A MORTIFICAÇÃO DOS CORPOS NEGROS E A DEMOCRACIA RACIAL

Em recente manifestação pública na declaração dada pela atriz Taís Araújo no evento TEDXSÃOPAULO onde discorreu pelo temor que sente sobre seu filho de seis anos de idade ser uma potencial vítima da truculência contra negros, me veio à lembrança duas situações: a primeira uma música, “Strange fruit” interpretada na contundente bela voz de Billie Holiday (as árvores do sul carregam frutos estranhos, corpos negros balançando na brisa do sul, frutos estranhos pendurados nas árvores de álamo…) e a segunda um documentário que vi há a algum tempo atrás em que a cena que remete, é o início do ano letivo, uma menina de seis anos (a mesma idade do filho da atriz) aprontando-se para ir à aula, tudo é novidade, sua mãe foi convencida a trocá-la de escola (a menina estaria acima da média) e demais agora ela iria alfabetizar-se, a expectativa era grande, embora, seja uma situação bem corriqueira na vida de qualquer criança, muitas perguntas passavam pela cabeça. O que vestir? Como serão a professora e os amigos? É um momento ímpar, tudo seria cotidianesco se não fosse pela escolta de quatro policiais federais para acompanhá-la. Era novembro de 1960 em New Orleans (EUA) e Ruby Bridges foi a única criança negra a ter aula naquele dia e nos demais que se seguiram. Ela foi agredida verbalmente e ameaçada pelas mães brancas, pelas crianças brancas e pelos funcionários brancos. Não podia comer nada na escola por razões de possível envenamento. Esse caso tomou as manchetes dos jornais e revistas naquele país de ano atípico com o fim das escolas caucasianas no sul. Os anos se passaram e hoje Ruby é uma Sra. ativista que percorre o mundo com sua história em prol do movimento negro contra a segregação racial, e em celebração aquele dia de inicio escolar, foi feito  uma tela a óleo que hoje figura no acervo da Casa Branca, um marco político com muitos desenrolar-se e muitos enrolar-se de um racismo cru, onde é preciso que o povo se conheça, para que se veja como capaz de realizações grandiosas.

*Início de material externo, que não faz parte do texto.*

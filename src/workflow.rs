//! Workflow engine - the single entry point for a question
//!
//! Drives one request through the state machine
//! Received -> Routed -> Executing -> Completed | Failed,
//! bounded by a wall-clock timeout. Responder-level problems (unknown
//! artist, bad parameters, off-topic questions) surface as Completed
//! outcomes with textual answers; only infrastructure failures — the
//! gateway being down, or the deadline elapsing — end in Failed.

use crate::agents::{AnalyticsAgent, GeneralAgent, VerificationAgent};
use crate::error::AgentError;
use crate::gateway::LlmGateway;
use crate::knowledge::KnowledgeBase;
use crate::models::{AgentKind, Outcome, Question, RoutingDecision};
use crate::orchestrator::Orchestrator;
use crate::tools::ToolRegistry;
use std::sync::Arc;
use std::time::Duration;
use tokio::time::timeout;
use tracing::{error, info};

pub const DEFAULT_TIMEOUT: Duration = Duration::from_secs(60);

const TIMEOUT_ANSWER: &str =
    "Превышено время обработки запроса. Попробуйте ещё раз чуть позже.";

const INFRA_FAILURE_ANSWER: &str =
    "Сервис временно недоступен. Попробуйте повторить запрос позже.";

pub struct WorkflowEngine {
    orchestrator: Orchestrator,
    verification: VerificationAgent,
    analytics: AnalyticsAgent,
    general: GeneralAgent,
    timeout: Duration,
}

impl WorkflowEngine {
    pub fn new(
        gateway: Arc<dyn LlmGateway>,
        registry: Arc<ToolRegistry>,
        knowledge: Arc<KnowledgeBase>,
        timeout: Duration,
    ) -> Self {
        Self {
            orchestrator: Orchestrator::new(gateway.clone()),
            verification: VerificationAgent::new(gateway.clone(), knowledge),
            analytics: AnalyticsAgent::new(gateway.clone(), registry),
            general: GeneralAgent::new(gateway),
            timeout,
        }
    }

    /// Process one question to a terminal outcome. Infallible by design:
    /// whatever goes wrong inside becomes a serialisable Outcome.
    pub async fn run(&self, question: &Question) -> Outcome {
        info!(
            session = %question.session_id,
            question = %question.text,
            state = "received",
            "Processing question"
        );

        match timeout(self.timeout, self.execute(question)).await {
            Ok(outcome) => outcome,
            Err(_) => {
                let secs = self.timeout.as_secs();
                error!(
                    session = %question.session_id,
                    timeout_secs = secs,
                    state = "failed",
                    "Request deadline elapsed"
                );
                Outcome::failed(TIMEOUT_ANSWER, AgentError::Timeout(secs).to_string())
            }
        }
    }

    async fn execute(&self, question: &Question) -> Outcome {
        let decision = match self
            .orchestrator
            .classify(&question.text, question.artist_name.as_deref())
            .await
        {
            Ok(decision) => decision,
            Err(e) => {
                // Failed before routing: no agent, no confidence.
                error!(session = %question.session_id, error = %e, state = "failed", "Routing failed");
                return Outcome::failed(INFRA_FAILURE_ANSWER, e.to_string());
            }
        };

        info!(
            session = %question.session_id,
            agent = %decision.agent,
            confidence = %decision.confidence,
            state = "routed",
            "Question routed"
        );

        let result = self.dispatch(question, &decision).await;

        match result {
            Ok(mut outcome) => {
                outcome.agent_used = Some(decision.agent);
                outcome.routing_confidence = Some(decision.confidence);
                info!(
                    session = %question.session_id,
                    agent = %decision.agent,
                    state = %outcome.state,
                    "Question processed"
                );
                outcome
            }
            Err(e) => {
                error!(
                    session = %question.session_id,
                    agent = %decision.agent,
                    error = %e,
                    state = "failed",
                    "Responder infrastructure failure"
                );
                let mut outcome = Outcome::failed(INFRA_FAILURE_ANSWER, e.to_string());
                outcome.agent_used = Some(decision.agent);
                outcome.routing_confidence = Some(decision.confidence);
                outcome
            }
        }
    }

    async fn dispatch(
        &self,
        question: &Question,
        decision: &RoutingDecision,
    ) -> crate::Result<Outcome> {
        info!(
            session = %question.session_id,
            agent = %decision.agent,
            state = "executing",
            "Dispatching to responder"
        );

        match decision.agent {
            AgentKind::Verification => self.verification.respond(question).await,
            AgentKind::Analytics => self.analytics.respond(question).await,
            AgentKind::General => Ok(self.general.respond(question).await),
        }
    }
}

#[cfg(test)]
mod tests {
    use super::*;
    use crate::catalog::CatalogStore;
    use crate::gateway::{ScriptedGateway, UnavailableGateway};
    use crate::models::{Confidence, WorkflowState};
    use crate::tools::create_default_registry;
    use async_trait::async_trait;

    fn engine(gateway: Arc<dyn LlmGateway>) -> WorkflowEngine {
        engine_with_timeout(gateway, Duration::from_secs(5))
    }

    fn engine_with_timeout(gateway: Arc<dyn LlmGateway>, timeout: Duration) -> WorkflowEngine {
        let registry = Arc::new(create_default_registry(Arc::new(CatalogStore::sample())));
        let knowledge = Arc::new(KnowledgeBase::bundled());
        WorkflowEngine::new(gateway, registry, knowledge, timeout)
    }

    /// Scenario: verification question end to end.
    #[tokio::test]
    async fn test_verification_flow() {
        let gateway = Arc::new(ScriptedGateway::new(vec![
            r#"{"agent": "verification", "reasoning": "про верификацию", "confidence": "high"}"#,
            "Для верификации на Spotify зайдите на artists.spotify.com.",
        ]));
        let engine = engine(gateway);

        let question = Question::new("Как пройти верификацию на Spotify?", "e2e-1");
        let outcome = engine.run(&question).await;

        assert_eq!(outcome.state, WorkflowState::Completed);
        assert_eq!(outcome.agent_used, Some(AgentKind::Verification));
        assert_eq!(outcome.routing_confidence, Some(Confidence::High));
        assert!(outcome.answer.contains("artists.spotify.com"));
        assert!(outcome.error.is_none());
    }

    /// Scenario: analytics happy path with structured data in the outcome.
    #[tokio::test]
    async fn test_analytics_happy_path() {
        let gateway = Arc::new(ScriptedGateway::new(vec![
            r#"{"agent": "analytics", "reasoning": "вопрос про стримы", "confidence": "high"}"#,
            r#"{"tool_name": "get_artist_streams", "parameters": {"artist_name": "Mona Songz"}, "reasoning": "стримы артиста"}"#,
        ]));
        let engine = engine(gateway);

        let question = Question::new("Сколько стримов у Mona Songz?", "e2e-2");
        let outcome = engine.run(&question).await;

        assert_eq!(outcome.state, WorkflowState::Completed);
        assert_eq!(outcome.agent_used, Some(AgentKind::Analytics));
        assert_eq!(outcome.tool_used.as_deref(), Some("get_artist_streams"));

        let data = outcome.structured_data.unwrap();
        assert!(data["total_streams"].as_u64().unwrap() > 0);
        assert!(data["total_revenue"].as_f64().unwrap() > 0.0);
    }

    /// Scenario: required tool parameter missing — soft failure, still Completed.
    #[tokio::test]
    async fn test_analytics_missing_parameter() {
        let gateway = Arc::new(ScriptedGateway::new(vec![
            r#"{"agent": "analytics", "reasoning": "вопрос про стримы", "confidence": "medium"}"#,
            r#"{"tool_name": "get_artist_streams", "parameters": {}, "reasoning": "стримы"}"#,
        ]));
        let engine = engine(gateway);

        let question = Question::new("Сколько у него стримов?", "e2e-3");
        let outcome = engine.run(&question).await;

        assert_eq!(outcome.state, WorkflowState::Completed);
        assert_eq!(outcome.agent_used, Some(AgentKind::Analytics));
        assert_eq!(outcome.tool_used.as_deref(), Some("get_artist_streams"));
        assert!(outcome.error.is_some());
        assert!(!outcome.answer.is_empty());
    }

    /// Scenario: the entity hint names an artist absent from the store —
    /// Completed with an error descriptor and a search suggestion.
    #[tokio::test]
    async fn test_analytics_unknown_artist() {
        let gateway = Arc::new(ScriptedGateway::new(vec![
            r#"{"agent": "analytics", "reasoning": "вопрос про стримы", "confidence": "high"}"#,
            r#"{"tool_name": "get_artist_streams", "parameters": {}, "reasoning": "стримы"}"#,
        ]));
        let engine = engine(gateway);

        let question =
            Question::new("Сколько у меня стримов?", "e2e-3b").with_artist("Неизвестный Артист");
        let outcome = engine.run(&question).await;

        assert_eq!(outcome.state, WorkflowState::Completed);
        assert!(outcome.error.as_deref().unwrap().contains("не найден"));
        assert!(outcome.answer.contains("search_artists"));
    }

    /// Scenario: small talk routes to general, no tool involved.
    #[tokio::test]
    async fn test_greeting_goes_to_general() {
        let gateway = Arc::new(ScriptedGateway::new(vec![
            r#"{"agent": "general", "reasoning": "приветствие", "confidence": "high"}"#,
            "Привет! Всё отлично, чем могу помочь?",
        ]));
        let engine = engine(gateway);

        let question = Question::new("Привет, как дела?", "e2e-4b");
        let outcome = engine.run(&question).await;

        assert_eq!(outcome.state, WorkflowState::Completed);
        assert_eq!(outcome.agent_used, Some(AgentKind::General));
        assert!(outcome.tool_used.is_none());
        assert!(outcome.answer.contains("Привет"));
    }

    /// Scenario: gateway down before routing — the only hard-failure path.
    #[tokio::test]
    async fn test_gateway_outage_at_routing() {
        let engine = engine(Arc::new(UnavailableGateway));

        let question = Question::new("Как пройти верификацию?", "e2e-4");
        let outcome = engine.run(&question).await;

        assert_eq!(outcome.state, WorkflowState::Failed);
        assert!(outcome.agent_used.is_none());
        assert!(outcome.routing_confidence.is_none());
        assert!(outcome.error.is_some());
        assert!(!outcome.answer.is_empty());
    }

    /// Scenario: unintelligible routing reply falls back to general,
    /// which degrades to its canned answer when the script runs dry.
    #[tokio::test]
    async fn test_malformed_routing_falls_back_to_general() {
        let gateway = Arc::new(ScriptedGateway::new(vec!["это вообще не JSON"]));
        let engine = engine(gateway);

        let question = Question::new("Расскажи анекдот", "e2e-5");
        let outcome = engine.run(&question).await;

        assert_eq!(outcome.state, WorkflowState::Completed);
        assert_eq!(outcome.agent_used, Some(AgentKind::General));
        assert_eq!(outcome.routing_confidence, Some(Confidence::Low));
        assert!(!outcome.answer.is_empty());
    }

    /// Gateway down after routing: Failed, but the chosen agent is recorded.
    #[tokio::test]
    async fn test_gateway_outage_during_verification() {
        let gateway = Arc::new(ScriptedGateway::new(vec![
            r#"{"agent": "verification", "reasoning": "про верификацию", "confidence": "high"}"#,
        ]));
        let engine = engine(gateway);

        let question = Question::new("Как верифицироваться в Apple Music?", "e2e-6");
        let outcome = engine.run(&question).await;

        assert_eq!(outcome.state, WorkflowState::Failed);
        assert_eq!(outcome.agent_used, Some(AgentKind::Verification));
        assert!(outcome.error.is_some());
    }

    struct SlowGateway;

    #[async_trait]
    impl LlmGateway for SlowGateway {
        async fn complete(&self, _system: &str, _user: &str) -> crate::Result<String> {
            tokio::time::sleep(Duration::from_secs(30)).await;
            Ok(String::new())
        }
    }

    #[tokio::test]
    async fn test_deadline_elapses() {
        let engine = engine_with_timeout(Arc::new(SlowGateway), Duration::from_millis(50));

        let question = Question::new("Топ артистов", "e2e-7");
        let outcome = engine.run(&question).await;

        assert_eq!(outcome.state, WorkflowState::Failed);
        assert!(outcome.error.is_some());
        assert!(outcome.agent_used.is_none());
    }
}
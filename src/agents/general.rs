//! General responder - the catch-all
//!
//! Unconstrained conversational answers for everything the other agents
//! do not cover. This variant has no failure-prone dependency contract:
//! if the gateway errors it degrades to a canned reply instead of
//! failing the request.

use crate::gateway::LlmGateway;
use crate::models::{Outcome, Question};
use std::sync::Arc;
use tracing::warn;

const GENERAL_SYSTEM_PROMPT: &str = r#"Ты дружелюбный ассистент музыкального лейбла õzen.
Отвечай кратко и по делу на русском языке. Если вопрос касается аналитики
каталога или верификации на платформах, предложи задать его конкретнее."#;

const FALLBACK_ANSWER: &str =
    "Привет! Я ассистент лейбла õzen. Сейчас не могу ответить развёрнуто — \
     попробуйте задать вопрос ещё раз чуть позже.";

pub struct GeneralAgent {
    gateway: Arc<dyn LlmGateway>,
}

impl GeneralAgent {
    pub fn new(gateway: Arc<dyn LlmGateway>) -> Self {
        Self { gateway }
    }

    /// Always produces an Outcome with some text.
    pub async fn respond(&self, question: &Question) -> Outcome {
        match self
            .gateway
            .complete(GENERAL_SYSTEM_PROMPT, &question.text)
            .await
        {
            Ok(answer) => Outcome::answered(answer),
            Err(e) => {
                warn!("General agent gateway call failed, using canned reply: {}", e);
                Outcome::answered(FALLBACK_ANSWER)
            }
        }
    }
}

#[cfg(test)]
mod tests {
    use super::*;
    use crate::gateway::{ScriptedGateway, UnavailableGateway};
    use crate::models::WorkflowState;

    #[tokio::test]
    async fn test_general_answer() {
        let gateway = Arc::new(ScriptedGateway::new(vec!["Привет! Всё отлично."]));
        let agent = GeneralAgent::new(gateway);

        let outcome = agent.respond(&Question::new("Привет, как дела?", "s-1")).await;
        assert_eq!(outcome.state, WorkflowState::Completed);
        assert!(outcome.answer.contains("Привет"));
        assert!(outcome.tool_used.is_none());
    }

    #[tokio::test]
    async fn test_never_hard_fails() {
        let agent = GeneralAgent::new(Arc::new(UnavailableGateway));

        let outcome = agent.respond(&Question::new("Привет", "s-2")).await;
        assert_eq!(outcome.state, WorkflowState::Completed);
        assert!(!outcome.answer.is_empty());
    }
}
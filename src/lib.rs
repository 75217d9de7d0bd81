//! Catalog Agent Orchestrator
//!
//! A multi-agent service answering artists' natural-language questions
//! about a music catalog:
//! - Routes each question to exactly one responder (LLM classification)
//! - Verification answers from a static knowledge base
//! - Analytics runs a select → execute → format tool pipeline over the
//!   catalog (LLM excluded from execution and formatting)
//! - General handles everything else and never hard-fails
//!
//! PIPELINE:
//! QUESTION → ROUTE → EXECUTE RESPONDER → OUTCOME

pub mod agents;
pub mod api;
pub mod catalog;
pub mod error;
pub mod gateway;
pub mod knowledge;
pub mod models;
pub mod orchestrator;
pub mod tools;
pub mod workflow;

pub use error::{AgentError, Result};

// Re-export common types
pub use models::*;
pub use workflow::WorkflowEngine;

O que percebo daquele dia para cá é que quase nada mudou, pois as mães de crianças negras ainda padecem da mesma angústia, sejam elas do Mississipi ou do Rio de Janeiro. E não é medo infundado ou vitimização, é a concretude da mortificação dos corpos negros ainda nos tempos de hoje, não mais dependurados em álamos, nem amarrados ao tronco a mercê da ponta da chibata, é mortificado nos guetos, presídios e manicômios judiciais, é nossa história, e é tudo o que se potencializou em nome da modernização do Estado, da purificação da cultura, e a impressão que tenho é que estamos ainda parados no mesmo lugar.

O contexto político e social da sociedade brasileira e do mundo na década de 1930 é fundamental para compreensão das teorias racistas. O país vivia um processo de identidade nacional em um cenário que predominava, tanto no plano nacional quanto no internacional, um ideário racista e de branqueamento (a ascensão do Nazismo é uma das tentativas de concretizar esse ideário). Já o período pós-escravatura foi marcado pela mobilização dos negros, resultando em organismos como a Frente Negra Brasileira, que chegou até a ser reconhecida como partido político, em 1936. Com esta diversidade de causas, a ideia racista cumpre uma função institucional de naturalização, de silenciamento e de violência propagada desde o período da escravidão. A posição senhor/escravo não poderia ser mais evocada para cristalizar a inferioridade da população negra no Brasil.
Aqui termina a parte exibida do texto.